-- INFORMATION SHOWN follows --

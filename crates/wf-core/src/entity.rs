use std::collections::BTreeSet;

use serde::{Deserialize, Serialize};

use crate::id::{CharacterId, LocationId, ObjectId};
use crate::selector::Selector;

/// A labelled exit from one location to another.
#[derive(Debug, Clone, PartialEq, Eq, Serialize, Deserialize)]
pub struct Connection {
    /// What the player types after `go`.
    pub label: String,
    /// Where the exit leads.
    pub target: LocationId,
}

impl Connection {
    /// Create a connection.
    pub fn new(label: impl Into<String>, target: impl Into<LocationId>) -> Self {
        Self {
            label: label.into(),
            target: target.into(),
        }
    }

    /// Case-insensitive label comparison.
    pub fn matches_label(&self, label: &str) -> bool {
        self.label.to_lowercase() == label.trim().to_lowercase()
    }
}

/// A place the player can stand in.
///
/// The object and character lists are the *initial* placement only. During
/// play the engine tracks what is actually here in its own overlay.
#[derive(Debug, Clone, PartialEq, Serialize, Deserialize)]
pub struct Location {
    /// Unique identifier.
    pub id: LocationId,
    /// Display name.
    pub name: String,
    /// Text shown on arrival and on `look`.
    #[serde(default)]
    pub description: String,
    /// Optional image reference for graphical front ends.
    #[serde(default, skip_serializing_if = "Option::is_none")]
    pub image: Option<String>,
    /// Objects present when the game starts, in display order.
    #[serde(default)]
    pub objects: Vec<ObjectId>,
    /// Characters present when the game starts.
    #[serde(default)]
    pub characters: Vec<CharacterId>,
    /// Exits available from the start.
    #[serde(default)]
    pub connections: Vec<Connection>,
}

impl Location {
    /// Create an empty location.
    pub fn new(id: impl Into<LocationId>, name: impl Into<String>) -> Self {
        Self {
            id: id.into(),
            name: name.into(),
            description: String::new(),
            image: None,
            objects: Vec::new(),
            characters: Vec::new(),
            connections: Vec::new(),
        }
    }

    /// Set the description.
    pub fn with_description(mut self, description: impl Into<String>) -> Self {
        self.description = description.into();
        self
    }

    /// Set the image reference.
    pub fn with_image(mut self, image: impl Into<String>) -> Self {
        self.image = Some(image.into());
        self
    }

    /// Place an object here at game start.
    pub fn with_object(mut self, object: impl Into<ObjectId>) -> Self {
        self.objects.push(object.into());
        self
    }

    /// Place a character here at game start.
    pub fn with_character(mut self, character: impl Into<CharacterId>) -> Self {
        self.characters.push(character.into());
        self
    }

    /// Add an exit.
    pub fn with_connection(
        mut self,
        label: impl Into<String>,
        target: impl Into<LocationId>,
    ) -> Self {
        self.connections.push(Connection::new(label, target));
        self
    }
}

/// A thing in the world. Objects never change; only their placement does.
#[derive(Debug, Clone, PartialEq, Serialize, Deserialize)]
pub struct GameObject {
    /// Unique identifier.
    pub id: ObjectId,
    /// Display name.
    pub name: String,
    /// Text shown when examined.
    #[serde(default)]
    pub description: String,
    /// Whether `pickup` may move it into the inventory.
    #[serde(default)]
    pub can_pick_up: bool,
    /// Tags that attribute selectors match against.
    #[serde(default)]
    pub attributes: BTreeSet<String>,
    /// Objects revealed into the current location when this one is examined.
    #[serde(default)]
    pub contains: Vec<ObjectId>,
}

impl GameObject {
    /// Create a fixed object with no attributes.
    pub fn new(id: impl Into<ObjectId>, name: impl Into<String>) -> Self {
        Self {
            id: id.into(),
            name: name.into(),
            description: String::new(),
            can_pick_up: false,
            attributes: BTreeSet::new(),
            contains: Vec::new(),
        }
    }

    /// Set the description.
    pub fn with_description(mut self, description: impl Into<String>) -> Self {
        self.description = description.into();
        self
    }

    /// Allow the player to pick this object up.
    pub fn portable(mut self) -> Self {
        self.can_pick_up = true;
        self
    }

    /// Add an attribute tag.
    pub fn with_attribute(mut self, tag: impl Into<String>) -> Self {
        self.attributes.insert(tag.into());
        self
    }

    /// Add a contained object.
    pub fn containing(mut self, object: impl Into<ObjectId>) -> Self {
        self.contains.push(object.into());
        self
    }

    /// Whether the object carries the tag.
    pub fn has_attribute(&self, tag: &str) -> bool {
        self.attributes.contains(tag)
    }
}

/// Something a character would accept. Part of the schema; the command set
/// itself resolves gifts through give rules.
#[derive(Debug, Clone, PartialEq, Eq, Serialize, Deserialize)]
#[serde(transparent)]
pub struct Want(pub Selector);

impl Want {
    /// Whether the object would satisfy this want.
    pub fn accepts(&self, object: &GameObject) -> bool {
        self.0.matches(object)
    }
}

/// A non-player character the player can talk to and give things to.
#[derive(Debug, Clone, PartialEq, Serialize, Deserialize)]
pub struct GameCharacter {
    /// Unique identifier.
    pub id: CharacterId,
    /// Display name.
    pub name: String,
    /// Text shown when examined.
    #[serde(default)]
    pub description: String,
    /// Lines cycled through by `talk`.
    #[serde(default)]
    pub phrases: Vec<String>,
    /// Items the character is after.
    #[serde(default)]
    pub wants: Vec<Want>,
}

impl GameCharacter {
    /// Create a silent character.
    pub fn new(id: impl Into<CharacterId>, name: impl Into<String>) -> Self {
        Self {
            id: id.into(),
            name: name.into(),
            description: String::new(),
            phrases: Vec::new(),
            wants: Vec::new(),
        }
    }

    /// Set the description.
    pub fn with_description(mut self, description: impl Into<String>) -> Self {
        self.description = description.into();
        self
    }

    /// Append a talk phrase.
    pub fn with_phrase(mut self, phrase: impl Into<String>) -> Self {
        self.phrases.push(phrase.into());
        self
    }

    /// Append a want.
    pub fn with_want(mut self, want: Selector) -> Self {
        self.wants.push(Want(want));
        self
    }

    /// Whether any of the character's wants accepts the object.
    pub fn wants(&self, object: &GameObject) -> bool {
        self.wants.iter().any(|w| w.accepts(object))
    }
}
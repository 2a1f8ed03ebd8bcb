//! CLI frontend for the Wayfarer adventure engine.

mod commands;

use std::path::PathBuf;
use std::process;

use clap::{Parser, Subcommand};
use tracing_subscriber::{layer::SubscriberExt, util::SubscriberInitExt};

use commands::list::ListKind;

#[derive(Parser)]
#[command(
    name = "wf",
    about = "Wayfarer: play and inspect text adventures",
    version,
    propagate_version = true
)]
struct Cli {
    /// Log engine diagnostics to stderr
    #[arg(short, long, global = true)]
    verbose: bool,

    #[command(subcommand)]
    command: Commands,
}

#[derive(Subcommand)]
enum Commands {
    /// Play a world interactively
    Play {
        /// World file (default: the bundled sample)
        #[arg(short, long)]
        world: Option<PathBuf>,

        /// RNG seed for the lockpick minigame
        #[arg(long, default_value = "2212")]
        seed: u64,

        /// Guesses allowed in the lockpick minigame
        #[arg(long, default_value = "5")]
        tries: u32,

        /// Number of event log entries kept
        #[arg(long, default_value = "200")]
        log_capacity: usize,
    },

    /// Validate a world file
    Check {
        /// World file (default: the bundled sample)
        #[arg(short, long)]
        world: Option<PathBuf>,
    },

    /// List locations, objects, characters or rules
    List {
        /// What to list
        #[arg(value_enum)]
        kind: ListKind,

        /// World file (default: the bundled sample)
        #[arg(short, long)]
        world: Option<PathBuf>,
    },

    /// Show details of a location, object or character
    Show {
        /// Entity id
        id: String,

        /// World file (default: the bundled sample)
        #[arg(short, long)]
        world: Option<PathBuf>,
    },

    /// Print the bundled sample world as JSON
    Sample {
        /// Output file path (default: stdout)
        #[arg(short, long)]
        output: Option<PathBuf>,
    },
}

fn init_tracing(verbose: bool) {
    let fallback = if verbose {
        "warn,wf=debug,wf_core=debug,wf_engine=debug"
    } else {
        "warn"
    };
    tracing_subscriber::registry()
        .with(
            tracing_subscriber::EnvFilter::try_from_default_env()
                .unwrap_or_else(|_| fallback.into()),
        )
        .with(tracing_subscriber::fmt::layer().with_writer(std::io::stderr))
        .init();
}

fn main() {
    let cli = Cli::parse();
    init_tracing(cli.verbose);

    let result = match cli.command {
        Commands::Play {
            world,
            seed,
            tries,
            log_capacity,
        } => commands::play::run(world.as_deref(), seed, tries, log_capacity),
        Commands::Check { world } => commands::check::run(world.as_deref()),
        Commands::List { kind, world } => commands::list::run(world.as_deref(), kind),
        Commands::Show { id, world } => commands::show::run(world.as_deref(), &id),
        Commands::Sample { output } => commands::sample::run(output.as_deref()),
    };

    if let Err(e) = result {
        eprintln!("error: {e}");
        process::exit(1);
    }
}
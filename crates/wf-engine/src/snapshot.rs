//! Read-only view of a playthrough for presentation layers.

use serde::Serialize;
use wf_core::{CharacterId, ObjectId};

use crate::dispatcher::Dispatcher;
use crate::error::EngineResult;
use crate::log::LogEntry;
use crate::session::GameStatus;

/// Number of log lines a snapshot carries.
pub const RECENT_LOG_LINES: usize = 5;

/// An id with its display name.
#[derive(Debug, Clone, PartialEq, Eq, Serialize)]
pub struct Named {
    /// Entity id.
    pub id: String,
    /// Display name; the id when the world has no such entity.
    pub name: String,
}

/// The current location as shown to the player.
#[derive(Debug, Clone, PartialEq, Eq, Serialize)]
pub struct LocationView {
    /// Location id.
    pub id: String,
    /// Display name.
    pub name: String,
    /// Description.
    pub description: String,
    /// Image reference, if any.
    #[serde(skip_serializing_if = "Option::is_none")]
    pub image: Option<String>,
}

/// Everything a renderer needs after a command.
#[derive(Debug, Clone, PartialEq, Eq, Serialize)]
pub struct Snapshot {
    /// Game title.
    pub title: String,
    /// Where the player is.
    pub location: LocationView,
    /// Objects lying here.
    pub objects: Vec<Named>,
    /// Characters present.
    pub characters: Vec<Named>,
    /// Exit labels, built-in first.
    pub exits: Vec<String>,
    /// Carried objects.
    pub inventory: Vec<Named>,
    /// Turns taken so far.
    pub turns_taken: u32,
    /// Turn limit, if any.
    #[serde(skip_serializing_if = "Option::is_none")]
    pub turn_limit: Option<u32>,
    /// Whether the game is still running.
    pub status: GameStatus,
    /// The latest event log entries, oldest first.
    pub recent_log: Vec<LogEntry>,
}

impl Snapshot {
    /// Capture the dispatcher's current state.
    pub fn capture(dispatcher: &Dispatcher) -> EngineResult<Self> {
        let game = dispatcher.game();
        let state = dispatcher.state();
        let location = game.require_location(state.location.as_str())?;
        let object = |id: &ObjectId| Named {
            id: id.to_string(),
            name: game
                .object(id.as_str())
                .map_or_else(|| id.to_string(), |o| o.name.clone()),
        };
        let character = |id: &CharacterId| Named {
            id: id.to_string(),
            name: game
                .character(id.as_str())
                .map_or_else(|| id.to_string(), |c| c.name.clone()),
        };

        Ok(Self {
            title: game.title().to_string(),
            location: LocationView {
                id: location.id.to_string(),
                name: location.name.clone(),
                description: location.description.clone(),
                image: location.image.clone(),
            },
            objects: state
                .overlay
                .objects_in(location.id.as_str())
                .iter()
                .map(object)
                .collect(),
            characters: state
                .overlay
                .characters_in(location.id.as_str())
                .iter()
                .map(character)
                .collect(),
            exits: dispatcher
                .exits()?
                .into_iter()
                .map(|c| c.label.clone())
                .collect(),
            inventory: state.overlay.inventory().iter().map(object).collect(),
            turns_taken: state.turns_taken,
            turn_limit: game.turn_limit(),
            status: GameStatus::of(dispatcher),
            recent_log: state.log.recent(RECENT_LOG_LINES).cloned().collect(),
        })
    }

    /// The location description printed by `look`.
    pub fn describe(&self) -> String {
        let mut out = format!("== {} ==\n{}", self.location.name, self.location.description);
        if !self.exits.is_empty() {
            out.push_str(&format!("\nConnections: {}", self.exits.join(", ")));
        }
        if !self.objects.is_empty() {
            out.push_str(&format!("\nHere: {}", listing(&self.objects)));
        }
        if !self.characters.is_empty() {
            out.push_str(&format!("\nYou see: {}", listing(&self.characters)));
        }
        out
    }
}

fn listing(entries: &[Named]) -> String {
    entries
        .iter()
        .map(|e| format!("{}({})", e.name, e.id))
        .collect::<Vec<_>>()
        .join(", ")
}
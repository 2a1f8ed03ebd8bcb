//! Selector resolution against the world table and the visible pool.

use tracing::debug;
use wf_core::{Game, GameObject, Selector};

use crate::overlay::Placement;
use crate::state::GameState;

/// Objects an attribute selector may pick from: everything lying in the
/// current location in location order, then the inventory in pickup order.
///
/// Ids missing from the world table are skipped.
pub fn candidate_pool<'g>(game: &'g Game, state: &GameState) -> Vec<&'g GameObject> {
    state
        .overlay
        .objects_in(state.location.as_str())
        .iter()
        .chain(state.overlay.inventory())
        .filter_map(|id| game.object(id.as_str()))
        .collect()
}

/// Resolve what the player typed against what a rule requires.
///
/// An id operand is looked up in the world table directly; whether the object
/// is visible or held is not checked. An attribute operand picks the first
/// pool object that carries the tag and also satisfies the rule operand.
pub fn resolve_operand<'g>(
    game: &'g Game,
    state: &GameState,
    typed: &Selector,
    required: &Selector,
) -> Option<&'g GameObject> {
    match typed {
        Selector::Id(id) => game.object(id).filter(|object| required.matches(object)),
        Selector::Attribute(tag) => {
            let found = candidate_pool(game, state)
                .into_iter()
                .find(|object| object.has_attribute(tag) && required.matches(object));
            if let Some(object) = found {
                debug!(tag = %tag, object = %object.id, "attribute resolved");
            }
            found
        }
    }
}

/// Where objects produced by a `use` land: the current location when any id
/// operand lies there, the inventory otherwise.
pub fn use_scope(state: &GameState, primary: &Selector, secondary: Option<&Selector>) -> Placement {
    let location = state.location.as_str();
    let in_location = [Some(primary), secondary]
        .into_iter()
        .flatten()
        .filter_map(Selector::id)
        .any(|id| state.overlay.is_in_location(id, location));
    if in_location {
        Placement::InLocation(state.location.clone())
    } else {
        Placement::InInventory
    }
}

-- INFORMATION SHOWN concluded --

- **EXERCISE INSTRUCTIONS**: Make a copy of each line in the records above that has the word "wants".

- **THE COMPLETED TASK**:
    pub wants: Vec<Want>,
            wants: Vec::new(),
        self.wants.push(Want(want));
    /// Whether any of the character's wants accepts the object.
    pub fn wants(&self, object: &GameObject) -> bool {
        self.wants.iter().any(|w| w.accepts(object))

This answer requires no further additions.